Грубость и жестокость Джона Рида, надменное равнодушие его сестер,
неприязнь их матери, несправедливость слуг - все это встало в моем
расстроенном воображении, точно поднявшийся со дна колодца мутный осадок. Но
почему я должна вечно страдать, почему меня все презирают, не любят, клянут?
Почему я не умею никому угодить и все мои попытки заслужить чью-либо
благосклонность так напрасны? Почему, например, к Элизе, которая упряма и
эгоистична, или к Джорджиане, у которой отвратительный характер, капризный,
раздражительный и заносчивый, все относятся снисходительно? Красота и
розовые щеки Джорджианы, ее золотые кудри, видимо, пленяют каждого, кто
смотрит на нее, и за них ей прощают любую шалость.

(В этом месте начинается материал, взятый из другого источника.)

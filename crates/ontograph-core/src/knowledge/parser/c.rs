//! C query table.

use super::{ImportConvention, Language, LanguageSpec, TestConvention};
use crate::knowledge::models::EntityKind;

fn grammar() -> tree_sitter::Language {
    tree_sitter_c::LANGUAGE.into()
}

pub(super) static SPEC: LanguageSpec = LanguageSpec {
    language: Language::C,
    name: "C",
    extensions: &["c", "h"],
    grammar,
    queries: &[
        (
            EntityKind::StructDefinition,
            &[
                r#"(struct_specifier name: (type_identifier) @name body: (field_declaration_list)) @definition"#,
                r#"(union_specifier name: (type_identifier) @name body: (field_declaration_list)) @definition"#,
                r#"(type_definition
                    type: (struct_specifier !name body: (field_declaration_list))
                    declarator: (type_identifier) @name) @definition"#,
            ],
        ),
        (
            EntityKind::EnumDefinition,
            &[
                r#"(enum_specifier name: (type_identifier) @name body: (enumerator_list)) @definition"#,
                r#"(type_definition
                    type: (enum_specifier !name body: (enumerator_list))
                    declarator: (type_identifier) @name) @definition"#,
            ],
        ),
        (
            EntityKind::FunctionDefinition,
            &[
                r#"(function_definition
                    declarator: (function_declarator declarator: (identifier) @name)) @definition"#,
                r#"(function_definition
                    declarator: (pointer_declarator
                        declarator: (function_declarator declarator: (identifier) @name))) @definition"#,
            ],
        ),
        (
            EntityKind::Parameter,
            &[r#"(function_definition
                declarator: [(function_declarator
                                parameters: (parameter_list
                                    (parameter_declaration
                                        declarator: [(identifier) @name
                                                     (pointer_declarator declarator: (identifier) @name)
                                                     (array_declarator declarator: (identifier) @name)]) @definition))
                             (pointer_declarator
                                declarator: (function_declarator
                                    parameters: (parameter_list
                                        (parameter_declaration
                                            declarator: [(identifier) @name
                                                         (pointer_declarator declarator: (identifier) @name)
                                                         (array_declarator declarator: (identifier) @name)]) @definition)))])"#],
        ),
        (
            EntityKind::AttributeDeclaration,
            &[
                r#"(field_declaration
                    declarator: [(field_identifier) @name
                                 (pointer_declarator declarator: (field_identifier) @name)
                                 (array_declarator declarator: (field_identifier) @name)]) @definition"#,
                r#"(enumerator name: (identifier) @name) @definition"#,
            ],
        ),
        (
            EntityKind::VariableDeclaration,
            &[
                r#"(translation_unit
                    (declaration
                        declarator: [(identifier) @name
                                     (init_declarator declarator: (identifier) @name)
                                     (init_declarator declarator: (pointer_declarator declarator: (identifier) @name))]) @definition)"#,
            ],
        ),
        (EntityKind::Comment, &[r#"(comment) @definition"#]),
        (
            EntityKind::CallSite,
            &[
                r#"(call_expression function: (identifier) @name) @definition"#,
                r#"(call_expression
                    function: (field_expression argument: (_) @receiver field: (field_identifier) @name)) @definition"#,
            ],
        ),
        (
            EntityKind::ImportDeclaration,
            &[
                r#"(preproc_include path: (string_literal (string_content) @path)) @definition"#,
                r#"(preproc_include path: (system_lib_string) @path) @definition"#,
            ],
        ),
    ],
    imports: ImportConvention::Relative {
        extensions: &[],
        index_files: false,
        bare_is_external: false,
    },
    tests: &[TestConvention::Prefix("test_")],
};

Джону также никто не
противоречит, его никогда не наказывают, хотя он душит голубей, убивает
цыплят, травит овец собаками, крадет в оранжереях незрелый виноград и
срывает бутоны самых редких цветов; он даже называет свою мать «старушкой»,
смеется над ее цветом лица - желтоватым, как у него, не подчиняется ее
приказаниям и нередко рвет и пачкает ее шелковые платья. И все-таки он ее
«ненаглядный сыночек». Мне же не прощают ни малейшего промаха. Я стараюсь ни
на -шаг не отступать от своих обязанностей, а меня называют непослушной,
упрямой и лгуньей, и так с утра и до ночи.

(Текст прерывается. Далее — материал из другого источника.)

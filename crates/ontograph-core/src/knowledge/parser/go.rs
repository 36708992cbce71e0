//! Go query table.

use super::{ImportConvention, Language, LanguageSpec, TestConvention};
use crate::knowledge::models::EntityKind;

fn grammar() -> tree_sitter::Language {
    tree_sitter_go::LANGUAGE.into()
}

pub(super) static SPEC: LanguageSpec = LanguageSpec {
    language: Language::Go,
    name: "Go",
    extensions: &["go"],
    grammar,
    queries: &[
        (
            EntityKind::StructDefinition,
            &[r#"(type_spec name: (type_identifier) @name type: (struct_type)) @definition"#],
        ),
        (
            EntityKind::InterfaceDefinition,
            &[r#"(type_spec name: (type_identifier) @name type: (interface_type)) @definition"#],
        ),
        (
            EntityKind::FunctionDefinition,
            &[
                r#"(function_declaration name: (identifier) @name) @definition"#,
                r#"(method_declaration
                    receiver: (parameter_list
                        (parameter_declaration
                            type: [(type_identifier) @owner
                                   (pointer_type (type_identifier) @owner)
                                   (generic_type type: (type_identifier) @owner)
                                   (pointer_type (generic_type type: (type_identifier) @owner))]))
                    name: (field_identifier) @name) @definition"#,
                r#"(method_elem name: (field_identifier) @name) @definition"#,
            ],
        ),
        (
            EntityKind::Parameter,
            &[
                r#"(function_declaration
                    parameters: (parameter_list
                        [(parameter_declaration name: (identifier) @name)
                         (variadic_parameter_declaration name: (identifier) @name)] @definition))"#,
                r#"(method_declaration
                    parameters: (parameter_list
                        [(parameter_declaration name: (identifier) @name)
                         (variadic_parameter_declaration name: (identifier) @name)] @definition))"#,
            ],
        ),
        (
            EntityKind::AttributeDeclaration,
            &[r#"(field_declaration name: (field_identifier) @name) @definition"#],
        ),
        (
            EntityKind::VariableDeclaration,
            &[
                r#"(source_file (const_declaration (const_spec name: (identifier) @name) @definition))"#,
                r#"(source_file (var_declaration (var_spec name: (identifier) @name) @definition))"#,
                r#"(source_file (var_declaration (var_spec_list (var_spec name: (identifier) @name) @definition)))"#,
            ],
        ),
        (EntityKind::Comment, &[r#"(comment) @definition"#]),
        (
            EntityKind::CallSite,
            &[
                r#"(call_expression function: (identifier) @name) @definition"#,
                r#"(call_expression
                    function: (selector_expression operand: (_) @receiver field: (field_identifier) @name)) @definition"#,
            ],
        ),
        (
            EntityKind::ImportDeclaration,
            &[
                r#"(import_spec path: (interpreted_string_literal (interpreted_string_literal_content) @path)) @definition"#,
                r#"(import_spec path: (raw_string_literal (raw_string_literal_content) @path)) @definition"#,
            ],
        ),
        (
            EntityKind::Inheritance,
            &[
                r#"(field_declaration_list
                    (field_declaration
                        !name
                        type: [(type_identifier) @supertype
                               (qualified_type name: (type_identifier) @supertype)]))"#,
                r#"(interface_type (type_elem (type_identifier) @supertype))"#,
            ],
        ),
    ],
    imports: ImportConvention::Directory,
    tests: &[TestConvention::Prefix("Test")],
};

Голова у меня все еще болела от ушиба, из ранки сочилась кровь. Однако
никто не упрекнул Джона за то, что он без причины ударил меня; а я,
восставшая против него, чтобы избежать дальнейшего грубого насилия, - я
вызвала всеобщее негодование.
«Ведь это же несправедливо, несправедливо!» - твердил мне мой разум с
той недетской ясностью, которая рождается пережитыми испытаниями, а
проснувшаяся энергия заставляла меня искать какого-нибудь способа избавиться
от этого нестерпимого гнета: например, убежать из дома или, если бы это
оказалось невозможным, никогда больше не пить и не есть, уморить себя
голодом.
Как была ожесточена моя душа в этот тоскливый вечер! Как были
взбудоражены мои мысли, как бунтовало сердце! И все же в каком мраке, в
каком неведении протекала эта внутренняя борьба! Ведь я не могла ответить на
вопрос, возникавший вновь и вновь в моей душе: отчего я так страдаю? Теперь,
когда прошло столько лет, это перестало быть для меня загадкой.

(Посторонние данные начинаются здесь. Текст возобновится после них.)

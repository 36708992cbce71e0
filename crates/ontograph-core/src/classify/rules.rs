//! Rule tables: the serialized form and its compiled counterpart.

use regex::Regex;
use serde::{Deserialize, Serialize};
use std::path::Path;

use super::error::RuleError;
use super::Taxonomy;
use crate::knowledge::ontology::OntologyRegistry;

/// Rule table built into the crate.
pub const EMBEDDED_RULES: &str = include_str!("../../rules/classification.toml");

/// Serialized rule table, as read from TOML or YAML.
#[derive(Debug, Clone, Serialize, Deserialize)]
pub struct RuleTable {
    /// Checked before any taxonomy; a match drops the path.
    #[serde(default)]
    pub ignore_patterns: Vec<String>,

    pub carrier: TaxonomyTable,

    pub content: TaxonomyTable,
}

/// One taxonomy's ordered rules.
#[derive(Debug, Clone, Serialize, Deserialize)]
pub struct TaxonomyTable {
    /// Class assigned when no rule matches.
    pub fallback: String,

    #[serde(default)]
    pub rules: Vec<RuleEntry>,
}

#[derive(Debug, Clone, Serialize, Deserialize)]
pub struct RuleEntry {
    pub class: String,
    pub regex: String,
}

impl RuleTable {
    pub fn from_toml(content: &str) -> Result<Self, RuleError> {
        Ok(toml::from_str(content)?)
    }

    pub fn from_yaml(content: &str) -> Result<Self, RuleError> {
        Ok(serde_yaml::from_str(content)?)
    }

    /// Read a table, picking the format from the file extension.
    pub fn from_file(path: impl AsRef<Path>) -> Result<Self, RuleError> {
        let path = path.as_ref();
        let content = std::fs::read_to_string(path).map_err(|source| RuleError::Io {
            path: path.to_path_buf(),
            source,
        })?;

        let extension = path
            .extension()
            .and_then(|e| e.to_str())
            .map(|e| e.to_ascii_lowercase());
        match extension.as_deref() {
            Some("toml") => Self::from_toml(&content),
            Some("yaml") | Some("yml") => Self::from_yaml(&content),
            _ => Err(RuleError::UnsupportedFormat {
                path: path.to_path_buf(),
            }),
        }
    }

    /// The built-in table.
    pub fn embedded() -> Result<Self, RuleError> {
        Self::from_toml(EMBEDDED_RULES)
    }

    fn taxonomy(&self, taxonomy: Taxonomy) -> &TaxonomyTable {
        match taxonomy {
            Taxonomy::Carrier => &self.carrier,
            Taxonomy::Content => &self.content,
        }
    }
}

/// A compiled rule. Rules are evaluated in ascending `order`.
#[derive(Debug, Clone)]
pub struct ClassificationRule {
    pub target_class: String,
    pub pattern: Regex,
    pub order: usize,
}

/// Compiled rules of one taxonomy.
#[derive(Debug, Clone)]
pub struct TaxonomyRules {
    taxonomy: Taxonomy,
    rules: Vec<ClassificationRule>,
    fallback: String,
}

impl TaxonomyRules {
    fn compile(
        table: &TaxonomyTable,
        taxonomy: Taxonomy,
        registry: &OntologyRegistry,
    ) -> Result<Self, RuleError> {
        if !registry.is_known_class(&table.fallback) {
            return Err(RuleError::UnknownClass {
                taxonomy,
                location: "fallback".to_string(),
                class: table.fallback.clone(),
            });
        }

        let mut rules = Vec::with_capacity(table.rules.len());
        for (order, entry) in table.rules.iter().enumerate() {
            if !registry.is_known_class(&entry.class) {
                return Err(RuleError::UnknownClass {
                    taxonomy,
                    location: format!("rule #{}", order),
                    class: entry.class.clone(),
                });
            }
            let pattern = Regex::new(&entry.regex).map_err(|source| RuleError::InvalidPattern {
                taxonomy,
                index: order,
                pattern: entry.regex.clone(),
                source,
            })?;
            rules.push(ClassificationRule {
                target_class: entry.class.clone(),
                pattern,
                order,
            });
        }

        Ok(Self {
            taxonomy,
            rules,
            fallback: table.fallback.clone(),
        })
    }

    /// First matching rule's class, or the fallback. Never fails.
    pub fn classify(&self, path: &str) -> &str {
        self.rules
            .iter()
            .find(|rule| rule.pattern.is_match(path))
            .map(|rule| rule.target_class.as_str())
            .unwrap_or(&self.fallback)
    }

    pub fn taxonomy(&self) -> Taxonomy {
        self.taxonomy
    }

    pub fn rules(&self) -> &[ClassificationRule] {
        &self.rules
    }

    pub fn fallback(&self) -> &str {
        &self.fallback
    }
}

/// Compiled, validated rule set. Immutable after construction.
#[derive(Debug, Clone)]
pub struct RuleSet {
    ignore: Vec<Regex>,
    carrier: TaxonomyRules,
    content: TaxonomyRules,
}

impl RuleSet {
    /// Compile every pattern and check every class against the ontology.
    pub fn compile(table: &RuleTable, registry: &OntologyRegistry) -> Result<Self, RuleError> {
        let ignore = table
            .ignore_patterns
            .iter()
            .enumerate()
            .map(|(index, pattern)| {
                Regex::new(pattern).map_err(|source| RuleError::InvalidIgnorePattern {
                    index,
                    pattern: pattern.clone(),
                    source,
                })
            })
            .collect::<Result<Vec<_>, _>>()?;

        Ok(Self {
            ignore,
            carrier: TaxonomyRules::compile(
                table.taxonomy(Taxonomy::Carrier),
                Taxonomy::Carrier,
                registry,
            )?,
            content: TaxonomyRules::compile(
                table.taxonomy(Taxonomy::Content),
                Taxonomy::Content,
                registry,
            )?,
        })
    }

    /// The built-in table compiled against `registry`.
    pub fn embedded(registry: &OntologyRegistry) -> Result<Self, RuleError> {
        Self::compile(&RuleTable::embedded()?, registry)
    }

    /// Load from `path` when given, the built-in table otherwise.
    pub fn load(path: Option<&Path>, registry: &OntologyRegistry) -> Result<Self, RuleError> {
        let table = match path {
            Some(path) => RuleTable::from_file(path)?,
            None => RuleTable::embedded()?,
        };
        Self::compile(&table, registry)
    }

    pub fn is_ignored(&self, path: &str) -> bool {
        self.ignore.iter().any(|pattern| pattern.is_match(path))
    }

    pub fn taxonomy(&self, taxonomy: Taxonomy) -> &TaxonomyRules {
        match taxonomy {
            Taxonomy::Carrier => &self.carrier,
            Taxonomy::Content => &self.content,
        }
    }
}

Я совершенно не подходила к Гейтсхэдхоллу. Я была там как бельмо на
глазу, у меня не было ничего общего ни с миссис Рид, ни с ее детьми, ни с ее
приближенными. Если они не любили меня, то ведь и я не любила их. С какой же
стати они должны были относиться тепло к существу, которое не чувствовало
симпатии ни к кому из них; к существу, так сказать, инородному для них,
противоположному им по натуре и стремлениям; существу во всех смыслах
бесполезному, от которого им нечего было ждать; существу зловредному,
носившему в себе зачатки мятежа, восставшему против их обращения с ним,
презиравшему их взгляды? Будь я натурой жизнерадостной, беспечным,
своевольным, красивым и пылким ребенком - пусть даже одиноким и зависимым, -
миссис Рид отнеслась бы к моему присутствию в своей семье гораздо
снисходительнее; ее дети испытывали бы ко мне более товарищеские дружелюбные
чувства; слуги не стремились бы вечно делать из меня козла отпущения.